• DATA EXTRACT:

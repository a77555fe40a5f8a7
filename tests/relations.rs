mod support;

use std::sync::Arc;
use std::sync::atomic::{AtomicBool, Ordering};
use std::time::Duration;

use async_trait::async_trait;
use modverse::application::counts::CountAccessor;
use modverse::application::downloads::{DownloadError, DownloadService};
use modverse::application::favorites::{FavoriteError, ModFavoriteService};
use modverse::application::flags::FlagCache;
use modverse::application::likes::{LikeError, ModLikeService};
use modverse::application::counts::CountError;
use modverse::application::repos::{CounterColumnsRepo, CounterUpdate, RepoError};
use modverse::cache::{CounterStore, MemoryCounterStore};
use modverse::domain::types::{CounterColumn, Relation, ResourceId, ResourceType};
use tokio::sync::Notify;

use support::{FakeColumns, FakeRelations};

const TIMEOUT: Duration = Duration::from_secs(5);

struct Services {
    store: Arc<MemoryCounterStore>,
    columns: Arc<FakeColumns>,
    relations: Arc<FakeRelations>,
    flags: Arc<FlagCache>,
    counts: Arc<CountAccessor>,
    likes: ModLikeService,
    favorites: ModFavoriteService,
    downloads: DownloadService,
}

fn services() -> Services {
    let store = Arc::new(MemoryCounterStore::new());
    let columns = Arc::new(FakeColumns::new());
    columns.insert_row(ResourceType::Mod, 42, &[(CounterColumn::Likes, 10)]);
    columns.insert_row(ResourceType::ModVersion, 7, &[(CounterColumn::Downloads, 3)]);
    let relations = Arc::new(FakeRelations::new(columns.clone()));

    let flags = Arc::new(FlagCache::new(store.clone(), relations.clone()));
    let counts = Arc::new(CountAccessor::new(store.clone(), columns.clone()));

    Services {
        likes: ModLikeService::new(relations.clone(), flags.clone(), counts.clone(), TIMEOUT),
        favorites: ModFavoriteService::new(relations.clone(), flags.clone(), TIMEOUT),
        downloads: DownloadService::new(counts.clone(), TIMEOUT),
        store,
        columns,
        relations,
        flags,
        counts,
    }
}

#[tokio::test]
async fn flag_miss_checks_durable_store_once_then_caches() {
    let s = services();

    assert!(!s.flags.check_flag(Relation::Like, 7, 42).await.unwrap());
    assert_eq!(s.relations.exists_calls(), 1);

    assert!(!s.flags.check_flag(Relation::Like, 7, 42).await.unwrap());
    assert_eq!(s.relations.exists_calls(), 1);

    assert_eq!(
        s.store.get("like:7:42").await.unwrap().as_deref(),
        Some("0")
    );
    assert!(s.store.ttl("like:7:42").is_some());
}

#[tokio::test]
async fn unrecognised_flag_value_is_reloaded() {
    let s = services();
    s.relations.seed(Relation::Favorite, 7, 42);
    s.store.set("favorite:7:42", "yes", None).await.unwrap();

    assert!(s.flags.check_flag(Relation::Favorite, 7, 42).await.unwrap());
    assert_eq!(s.relations.exists_calls(), 1);
    assert_eq!(
        s.store.get("favorite:7:42").await.unwrap().as_deref(),
        Some("1")
    );
}

#[tokio::test]
async fn created_favorite_is_visible_without_durable_round_trip() {
    let s = services();

    s.favorites.create_favorite(7, 42).await.unwrap();
    assert!(s.favorites.is_favorite(7, 42).await.unwrap());

    assert_eq!(s.relations.exists_calls(), 0);
    assert!(s.relations.contains(Relation::Favorite, 7, 42));
}

#[tokio::test]
async fn duplicate_favorite_is_rejected_and_flag_repaired() {
    let s = services();
    s.relations.seed(Relation::Favorite, 7, 42);
    s.store.set("favorite:7:42", "0", None).await.unwrap();

    let err = s.favorites.create_favorite(7, 42).await.unwrap_err();
    assert!(matches!(err, FavoriteError::AlreadyFavorite { mod_id: 42 }));
    assert!(s.favorites.is_favorite(7, 42).await.unwrap());
}

#[tokio::test]
async fn deleting_missing_favorite_reports_not_favorite() {
    let s = services();

    let err = s.favorites.delete_favorite(7, 42).await.unwrap_err();
    assert!(matches!(err, FavoriteError::NotFavorite { mod_id: 42 }));
    assert!(!s.favorites.is_favorite(7, 42).await.unwrap());
}

#[tokio::test]
async fn favorite_for_unknown_mod_is_not_found() {
    let s = services();

    let err = s.favorites.create_favorite(7, 999).await.unwrap_err();
    assert!(matches!(err, FavoriteError::ModNotFound { mod_id: 999 }));
    assert!(s.store.get("favorite:7:999").await.unwrap().is_none());
}

#[tokio::test]
async fn like_updates_durable_count_and_flag() {
    let s = services();

    // Warm the baseline so the like must overwrite it.
    let before = s
        .counts
        .get_count(ResourceType::Mod, 42, CounterColumn::Likes)
        .await
        .unwrap();
    assert_eq!(before, 10);

    s.likes.like_mod(7, 42).await.unwrap();

    assert!(s.likes.like_status(7, 42).await.unwrap());
    assert_eq!(
        s.columns.value(ResourceType::Mod, 42, CounterColumn::Likes),
        Some(11)
    );
    let after = s
        .counts
        .get_count(ResourceType::Mod, 42, CounterColumn::Likes)
        .await
        .unwrap();
    assert_eq!(after, 11);
}

/// Holds the first durable read after it has loaded its value.
struct StalledColumns {
    inner: Arc<FakeColumns>,
    armed: AtomicBool,
    loaded: Notify,
    resume: Notify,
}

impl StalledColumns {
    fn new(inner: Arc<FakeColumns>) -> Self {
        Self {
            inner,
            armed: AtomicBool::new(true),
            loaded: Notify::new(),
            resume: Notify::new(),
        }
    }
}

#[async_trait]
impl CounterColumnsRepo for StalledColumns {
    async fn read_counter(
        &self,
        resource: ResourceType,
        id: ResourceId,
        column: CounterColumn,
    ) -> Result<Option<i64>, RepoError> {
        let value = self.inner.read_counter(resource, id, column).await?;
        if self.armed.swap(false, Ordering::SeqCst) {
            self.loaded.notify_one();
            self.resume.notified().await;
        }
        Ok(value)
    }

    async fn write_counters(
        &self,
        resource: ResourceType,
        id: ResourceId,
        updates: &[CounterUpdate],
    ) -> Result<(), RepoError> {
        self.inner.write_counters(resource, id, updates).await
    }
}

#[tokio::test]
async fn like_during_cold_read_wins_over_the_stale_value() {
    let store = Arc::new(MemoryCounterStore::new());
    let columns = Arc::new(FakeColumns::new());
    columns.insert_row(ResourceType::Mod, 42, &[(CounterColumn::Likes, 10)]);
    let stalled = Arc::new(StalledColumns::new(columns.clone()));
    let relations = Arc::new(FakeRelations::new(columns.clone()));
    let flags = Arc::new(FlagCache::new(store.clone(), relations.clone()));
    let counts = Arc::new(CountAccessor::new(store.clone(), stalled.clone()));
    let likes = ModLikeService::new(relations, flags, counts.clone(), TIMEOUT);

    // The reader has loaded 10 but not cached it yet.
    let reader = tokio::spawn({
        let counts = counts.clone();
        async move {
            counts
                .get_count(ResourceType::Mod, 42, CounterColumn::Likes)
                .await
        }
    });
    stalled.loaded.notified().await;

    likes.like_mod(7, 42).await.unwrap();
    stalled.resume.notify_one();

    assert_eq!(reader.await.unwrap().unwrap(), 11);
    assert_eq!(
        store.get_field("counts:mod:42", "likes").await.unwrap(),
        Some("11".to_string())
    );
    let later = counts
        .get_count(ResourceType::Mod, 42, CounterColumn::Likes)
        .await
        .unwrap();
    assert_eq!(later, 11);
}

#[tokio::test]
async fn unlike_overwrites_cached_baseline() {
    let s = services();

    s.likes.like_mod(7, 42).await.unwrap();
    s.store
        .set_field("counts:mod:42", "likes", "99", None)
        .await
        .unwrap();
    s.likes.unlike_mod(7, 42).await.unwrap();

    assert_eq!(
        s.store.get_field("counts:mod:42", "likes").await.unwrap(),
        Some("10".to_string())
    );
}

#[tokio::test]
async fn liking_twice_is_rejected() {
    let s = services();

    s.likes.like_mod(7, 42).await.unwrap();
    let err = s.likes.like_mod(7, 42).await.unwrap_err();

    assert!(matches!(err, LikeError::AlreadyLiked { mod_id: 42 }));
    assert_eq!(
        s.columns.value(ResourceType::Mod, 42, CounterColumn::Likes),
        Some(11)
    );
}

#[tokio::test]
async fn unlike_reverses_like() {
    let s = services();

    s.likes.like_mod(7, 42).await.unwrap();
    s.likes.unlike_mod(7, 42).await.unwrap();

    assert!(!s.likes.like_status(7, 42).await.unwrap());
    assert_eq!(
        s.columns.value(ResourceType::Mod, 42, CounterColumn::Likes),
        Some(10)
    );
}

#[tokio::test]
async fn unlike_without_like_is_rejected() {
    let s = services();

    let err = s.likes.unlike_mod(7, 42).await.unwrap_err();
    assert!(matches!(err, LikeError::NotLiked { mod_id: 42 }));
}

#[tokio::test]
async fn like_for_unknown_mod_is_not_found() {
    let s = services();

    let err = s.likes.like_mod(7, 999).await.unwrap_err();
    assert!(matches!(err, LikeError::ModNotFound { mod_id: 999 }));
}

#[tokio::test]
async fn download_counts_version_and_parent_mod() {
    let s = services();

    let count = s.downloads.record_download(42, 7).await.unwrap();
    assert_eq!(count, 4);

    let count = s.downloads.record_download(42, 7).await.unwrap();
    assert_eq!(count, 5);

    let total = s
        .downloads
        .count(ResourceType::Mod, 42, CounterColumn::TotalDownloads)
        .await
        .unwrap();
    assert_eq!(total, 2);

    // Durable columns are untouched until reconciliation.
    assert_eq!(
        s.columns
            .value(ResourceType::ModVersion, 7, CounterColumn::Downloads),
        Some(3)
    );
}

#[tokio::test]
async fn download_for_missing_version_writes_no_delta() {
    let s = services();

    let err = s.downloads.record_download(42, 8).await.unwrap_err();
    assert!(matches!(
        err,
        DownloadError::Count(CountError::NotFound {
            resource: ResourceType::ModVersion,
            id: 8
        })
    ));
    assert!(!s.store.contains_key("counters:mod:42"));
}

#[tokio::test]
async fn count_rejects_column_of_another_resource() {
    let s = services();

    let err = s
        .downloads
        .count(ResourceType::ModVersion, 7, CounterColumn::Likes)
        .await
        .unwrap_err();
    assert!(matches!(err, DownloadError::Count(CountError::Domain(_))));
}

• TASK BRIEF:
Extract each line from the entries above that contains the string "modverse".

• EXERCISE RESPONSE:
use modverse::application::counts::CountAccessor;
use modverse::application::downloads::{DownloadError, DownloadService};
use modverse::application::favorites::{FavoriteError, ModFavoriteService};
use modverse::application::flags::FlagCache;
use modverse::application::likes::{LikeError, ModLikeService};
use modverse::application::counts::CountError;
use modverse::application::repos::{CounterColumnsRepo, CounterUpdate, RepoError};
use modverse::cache::{CounterStore, MemoryCounterStore};
use modverse::domain::types::{CounterColumn, Relation, ResourceId, ResourceType};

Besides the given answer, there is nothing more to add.